Work task →
The answer must consist of every line from the entries that holds the word "EngineConfig".

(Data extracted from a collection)
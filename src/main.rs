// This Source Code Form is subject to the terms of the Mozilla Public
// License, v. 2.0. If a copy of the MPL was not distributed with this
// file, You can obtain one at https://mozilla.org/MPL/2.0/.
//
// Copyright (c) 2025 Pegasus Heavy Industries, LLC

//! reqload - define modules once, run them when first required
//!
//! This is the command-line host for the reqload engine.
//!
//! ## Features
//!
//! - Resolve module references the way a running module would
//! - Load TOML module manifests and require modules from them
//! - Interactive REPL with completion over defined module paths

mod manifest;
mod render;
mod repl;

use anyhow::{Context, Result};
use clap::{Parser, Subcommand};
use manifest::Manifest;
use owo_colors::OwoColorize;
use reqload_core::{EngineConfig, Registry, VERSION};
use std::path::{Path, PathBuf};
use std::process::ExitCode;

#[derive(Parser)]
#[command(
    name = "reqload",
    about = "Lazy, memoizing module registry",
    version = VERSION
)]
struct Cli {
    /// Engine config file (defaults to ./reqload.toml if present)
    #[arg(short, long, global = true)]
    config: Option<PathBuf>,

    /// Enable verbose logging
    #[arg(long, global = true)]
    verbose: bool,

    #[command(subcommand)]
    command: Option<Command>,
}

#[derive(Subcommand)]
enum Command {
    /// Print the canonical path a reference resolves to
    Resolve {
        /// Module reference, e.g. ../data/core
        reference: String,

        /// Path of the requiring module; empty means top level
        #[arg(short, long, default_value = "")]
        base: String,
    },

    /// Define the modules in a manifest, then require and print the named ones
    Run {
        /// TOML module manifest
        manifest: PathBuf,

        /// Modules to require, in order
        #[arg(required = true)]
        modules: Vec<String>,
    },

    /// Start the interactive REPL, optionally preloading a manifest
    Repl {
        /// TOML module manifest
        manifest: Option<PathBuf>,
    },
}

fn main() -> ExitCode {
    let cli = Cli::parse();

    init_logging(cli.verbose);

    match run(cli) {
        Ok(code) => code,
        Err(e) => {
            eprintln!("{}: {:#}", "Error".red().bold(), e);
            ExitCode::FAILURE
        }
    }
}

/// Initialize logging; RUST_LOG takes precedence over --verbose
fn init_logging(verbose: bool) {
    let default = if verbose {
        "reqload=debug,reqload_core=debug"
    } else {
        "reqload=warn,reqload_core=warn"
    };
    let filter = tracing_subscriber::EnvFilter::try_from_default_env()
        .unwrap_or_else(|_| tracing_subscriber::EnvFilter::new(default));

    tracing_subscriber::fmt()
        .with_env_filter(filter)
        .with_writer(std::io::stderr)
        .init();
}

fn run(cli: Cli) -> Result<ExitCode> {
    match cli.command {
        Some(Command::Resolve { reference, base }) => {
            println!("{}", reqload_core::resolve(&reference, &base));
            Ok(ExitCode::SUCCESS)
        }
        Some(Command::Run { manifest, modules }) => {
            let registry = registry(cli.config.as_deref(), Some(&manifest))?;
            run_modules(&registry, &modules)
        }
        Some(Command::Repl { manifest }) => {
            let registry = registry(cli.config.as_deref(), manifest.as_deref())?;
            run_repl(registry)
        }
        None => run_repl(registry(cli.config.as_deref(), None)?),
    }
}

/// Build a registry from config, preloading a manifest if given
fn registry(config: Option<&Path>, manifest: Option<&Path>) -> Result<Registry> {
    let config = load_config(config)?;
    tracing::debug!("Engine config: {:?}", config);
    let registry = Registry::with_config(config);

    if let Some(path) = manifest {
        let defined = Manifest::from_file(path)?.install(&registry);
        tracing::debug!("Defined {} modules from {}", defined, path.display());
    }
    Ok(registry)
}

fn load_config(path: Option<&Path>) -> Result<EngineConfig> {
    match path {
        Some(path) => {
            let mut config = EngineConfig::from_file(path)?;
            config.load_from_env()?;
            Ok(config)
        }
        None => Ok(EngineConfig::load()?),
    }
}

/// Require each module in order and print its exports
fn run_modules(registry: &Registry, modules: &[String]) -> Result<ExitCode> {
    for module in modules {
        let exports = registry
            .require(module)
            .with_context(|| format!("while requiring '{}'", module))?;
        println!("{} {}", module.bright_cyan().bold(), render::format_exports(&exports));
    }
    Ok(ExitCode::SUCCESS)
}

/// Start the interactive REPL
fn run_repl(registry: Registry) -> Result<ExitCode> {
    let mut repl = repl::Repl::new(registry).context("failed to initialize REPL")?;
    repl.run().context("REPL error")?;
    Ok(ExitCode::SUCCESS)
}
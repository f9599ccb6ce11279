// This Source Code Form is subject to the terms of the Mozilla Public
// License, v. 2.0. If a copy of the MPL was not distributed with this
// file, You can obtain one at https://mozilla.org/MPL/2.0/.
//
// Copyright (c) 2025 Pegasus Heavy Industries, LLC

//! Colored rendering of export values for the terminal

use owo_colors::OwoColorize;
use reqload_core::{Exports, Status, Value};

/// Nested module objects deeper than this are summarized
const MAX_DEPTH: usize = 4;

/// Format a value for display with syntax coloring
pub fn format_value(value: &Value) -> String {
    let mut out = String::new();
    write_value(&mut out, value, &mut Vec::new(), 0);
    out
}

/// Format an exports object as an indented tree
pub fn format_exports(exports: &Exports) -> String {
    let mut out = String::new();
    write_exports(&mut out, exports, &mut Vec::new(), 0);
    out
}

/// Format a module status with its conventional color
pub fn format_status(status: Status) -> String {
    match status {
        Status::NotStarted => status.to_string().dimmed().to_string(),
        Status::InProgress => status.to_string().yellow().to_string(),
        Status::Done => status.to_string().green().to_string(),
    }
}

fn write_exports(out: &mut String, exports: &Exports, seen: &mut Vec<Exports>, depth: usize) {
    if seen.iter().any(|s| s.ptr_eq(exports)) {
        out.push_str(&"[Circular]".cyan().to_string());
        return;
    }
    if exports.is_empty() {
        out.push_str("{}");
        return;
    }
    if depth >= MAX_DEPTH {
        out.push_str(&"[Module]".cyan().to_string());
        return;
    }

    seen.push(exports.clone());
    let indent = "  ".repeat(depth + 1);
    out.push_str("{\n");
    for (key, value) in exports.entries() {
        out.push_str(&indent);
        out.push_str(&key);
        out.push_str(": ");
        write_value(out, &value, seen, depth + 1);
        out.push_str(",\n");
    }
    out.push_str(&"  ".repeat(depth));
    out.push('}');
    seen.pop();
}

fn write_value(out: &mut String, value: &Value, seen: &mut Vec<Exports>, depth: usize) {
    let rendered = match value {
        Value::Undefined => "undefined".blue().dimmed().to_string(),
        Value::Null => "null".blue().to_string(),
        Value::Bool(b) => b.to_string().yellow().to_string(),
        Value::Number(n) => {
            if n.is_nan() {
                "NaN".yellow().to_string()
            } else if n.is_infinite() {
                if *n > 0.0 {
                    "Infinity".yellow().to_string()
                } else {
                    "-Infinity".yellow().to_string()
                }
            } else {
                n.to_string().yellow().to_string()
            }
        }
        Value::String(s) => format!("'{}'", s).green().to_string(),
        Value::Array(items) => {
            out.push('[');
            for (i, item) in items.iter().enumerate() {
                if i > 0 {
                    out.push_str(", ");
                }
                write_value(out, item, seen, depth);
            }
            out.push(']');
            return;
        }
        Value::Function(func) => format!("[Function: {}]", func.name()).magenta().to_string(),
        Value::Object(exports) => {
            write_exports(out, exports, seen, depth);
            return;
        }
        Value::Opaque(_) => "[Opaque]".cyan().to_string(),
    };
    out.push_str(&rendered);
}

Solution →
use reqload_core::{EngineConfig, Registry, VERSION};
fn load_config(path: Option<&Path>) -> Result<EngineConfig> {
            let mut config = EngineConfig::from_file(path)?;
        None => Ok(EngineConfig::load()?),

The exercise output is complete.